En cas de rupture, l’énorme réservoir d’ammoniac présente des risques de suffocation pour 16 000 personnes, qui seraient sous un nuage toxique, a indiqué le rapport. Le réservoir pourrait « présenter une défaillance demain matin », a assuré Ehud Keinan, auteur du rapport et professeur de chimie lors d’une conférence de presse à l’occasion de la diffusion de ce rapport, le 31 janvier dernier dans les locaux de la mairie.

« Si le réservoir connait une défaillance, nous parlons de 16 000 victimes », avait mis en garde Keinan.

Mais pour le rapport, le danger principal réside dans le bateau qui approvisionne chaque mois 16 000 tonnes d’ammoniac. Si son chargement s’échappait, il pourrait causer la mort de 600 000 personnes dans le secteur de la baie, a souligné le rapport.

Hassan Nasrallah (Crédit : AFP/ANWAR AMRO)
Hassan Nasrallah (Crédit : AFP/ANWAR AMRO)

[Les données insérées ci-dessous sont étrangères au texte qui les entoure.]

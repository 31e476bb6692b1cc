pub mod generator_service;
pub mod question_service;
pub mod session_service;
pub mod quiz_prompt;
pub mod topics;
pub struct TopicDef {
    pub id: &'static str,
    pub name: &'static str,
    pub description: &'static str,
    pub icon: &'static str,
    pub examples: &'static str,
}

pub const BUILTIN_TOPICS: &[TopicDef] = &[
    TopicDef {
        id: "indian_history",
        name: "Indian History",
        description: "Freedom fighters, ancient India, empires and kingdoms",
        icon: "🇮🇳",
        examples: "Mahatma Gandhi, Chandragupta Maurya, Ashoka, Mughal Empire, British Rule",
    },
    TopicDef {
        id: "tamil_history",
        name: "Tamil History",
        description: "Chola, Pandya, Chera kingdoms and Tamil culture",
        icon: "🏛️",
        examples: "Raja Raja Chola, Thiruvalluvar, Sangam literature, Brihadeeswarar Temple",
    },
    TopicDef {
        id: "world_history",
        name: "World History",
        description: "World wars, ancient civilizations, famous leaders",
        icon: "🌍",
        examples: "World War II, Egyptian pyramids, Alexander the Great, Renaissance",
    },
    TopicDef {
        id: "science_nature",
        name: "Science & Nature",
        description: "Animals, plants, human body, space",
        icon: "🔬",
        examples: "Photosynthesis, human organs, gravity, electricity, magnets",
    },
    TopicDef {
        id: "geography",
        name: "Geography",
        description: "Countries, capitals, rivers, mountains",
        icon: "🗺️",
        examples: "India states, world capitals, Himalayan rivers, continents",
    },
    TopicDef {
        id: "space_astronomy",
        name: "Space & Astronomy",
        description: "Planets, stars, ISRO missions, astronauts",
        icon: "🚀",
        examples: "Solar system, Chandrayaan, Kalpana Chawla, black holes",
    },
    TopicDef {
        id: "sports",
        name: "Sports",
        description: "Cricket, Olympics, football, famous players",
        icon: "🏏",
        examples: "Sachin Tendulkar, Olympics, FIFA World Cup, Kabaddi",
    },
    TopicDef {
        id: "technology",
        name: "Technology",
        description: "Computers, internet, inventions, gadgets",
        icon: "💻",
        examples: "Computer parts, internet, mobile phones, AI",
    },
    TopicDef {
        id: "mathematics",
        name: "Mathematics",
        description: "Fun math puzzles and number facts",
        icon: "🔢",
        examples: "Basic arithmetic, shapes, famous mathematicians, number patterns",
    },
    TopicDef {
        id: "indian_culture",
        name: "Indian Culture",
        description: "Festivals, traditions, classical arts, dance",
        icon: "🪔",
        examples: "Diwali, Bharatanatyam, classical music, Indian cuisine",
    },
    TopicDef {
        id: "environment",
        name: "Environment",
        description: "Climate, pollution, conservation, wildlife",
        icon: "🌳",
        examples: "Global warming, recycling, endangered species, forests",
    },
    TopicDef {
        id: "famous_people",
        name: "Famous People",
        description: "Scientists, leaders, artists, inventors",
        icon: "👨‍🔬",
        examples: "APJ Abdul Kalam, Marie Curie, Leonardo da Vinci, Edison",
    },
    TopicDef {
        id: "current_affairs",
        name: "Current Affairs",
        description: "Recent events, news, achievements",
        icon: "📰",
        examples: "G20 Summit India, Chandrayaan-3, recent Olympics winners",
    },
    TopicDef {
        id: "mythology",
        name: "Indian Mythology",
        description: "Ramayana, Mahabharata, gods and legends",
        icon: "🏹",
        examples: "Lord Rama, Pandavas, Hanuman, Krishna, Durga",
    },
    TopicDef {
        id: "literature",
        name: "Literature",
        description: "Famous books, authors, poetry",
        icon: "📚",
        examples: "Rabindranath Tagore, Panchatantra, Harry Potter, famous poets",
    },
    TopicDef {
        id: "music_arts",
        name: "Music & Arts",
        description: "Musical instruments, paintings, artists",
        icon: "🎵",
        examples: "Tabla, Veena, M.F. Husain, Raja Ravi Varma",
    },
    TopicDef {
        id: "animals",
        name: "Animals",
        description: "Wildlife, pets, marine life, insects",
        icon: "🦁",
        examples: "National animal, endangered species, animal habitats, adaptations",
    },
    TopicDef {
        id: "food_nutrition",
        name: "Food & Nutrition",
        description: "Healthy eating, cuisines, vitamins",
        icon: "🍎",
        examples: "Vitamins, Indian dishes, healthy foods, proteins",
    },
    TopicDef {
        id: "inventions",
        name: "Inventions",
        description: "Who invented what, famous discoveries",
        icon: "💡",
        examples: "Light bulb, telephone, zero, printing press",
    },
    TopicDef {
        id: "monuments",
        name: "Monuments & Wonders",
        description: "World wonders, famous buildings, heritage sites",
        icon: "🏰",
        examples: "Taj Mahal, Great Wall, Eiffel Tower, Qutub Minar",
    },
];

/// Variant spellings seen in generated output, mapped to catalog ids.
pub const TOPIC_ALIASES: &[(&str, &str)] = &[
    // space
    ("space", "space_astronomy"),
    ("space_earth", "space_astronomy"),
    ("space_india", "space_astronomy"),
    ("space_physics", "space_astronomy"),
    // science
    ("human_body", "science_nature"),
    ("human body", "science_nature"),
    ("human_organs", "science_nature"),
    ("biology", "science_nature"),
    ("chemistry", "science_nature"),
    ("physics", "science_nature"),
    ("photosynthesis", "science_nature"),
    ("science_general", "science_nature"),
    ("science_history", "science_nature"),
    ("science_india", "science_nature"),
    // nature
    ("nature", "environment"),
    ("nature in india", "environment"),
    ("plants", "environment"),
    ("plants_india", "environment"),
    ("plants_animals", "animals"),
    ("earth_science", "geography"),
    ("earth_science_india", "geography"),
    ("electricity_magnets", "technology"),
    ("animals_india", "animals"),
    // sports
    ("cricket", "sports"),
    ("football", "sports"),
    ("kabaddi", "sports"),
    ("olympics", "sports"),
    ("paralympics", "sports"),
    ("sports events", "sports"),
    ("sports general", "sports"),
    ("hockey", "sports"),
    ("badminton", "sports"),
    ("tennis", "sports"),
    ("swimming", "sports"),
    ("athletics", "sports"),
    ("archery", "sports"),
    ("boxing", "sports"),
    ("chess", "sports"),
    ("volleyball", "sports"),
    ("wrestling", "sports"),
    ("shooting", "sports"),
    ("snooker", "sports"),
    ("motorsport", "sports"),
    ("martial arts", "sports"),
    ("winter sports", "sports"),
    // technology
    ("computers", "technology"),
    ("internet", "technology"),
    ("gadgets", "technology"),
    // monuments
    ("monuments_wonders", "monuments"),
    ("monuments-wonders", "monuments"),
];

Hassan Nasrallah, le chef du Hezbollah, a menacé l’an dernier de frapper le réservoir d’ammoniac de Haïfa avec des roquettes au prochain conflit avec Israël. Il citait un responsable israélien anonyme qui avait déclaré qu’une frappe sur ces réservoirs pourrait faire des milliers de morts.

Quelques heures après que Nasrallah a proféré sa menace, Avi Gabbay, alors ministre de l’Environnement, a déclaré qu’il avait ordonné que le réservoir d’ammoniac soit déplacé dans le désert du Néguev. Cette injonction n’a jamais été mise en œuvre.

Keinan a rédigé ce rapport en collaboration avec 10 autres experts. Les résultats ont été présentés à la municipalité de Haïfa il y a plusieurs mois mais n’ont été rendu publics que le mois dernier.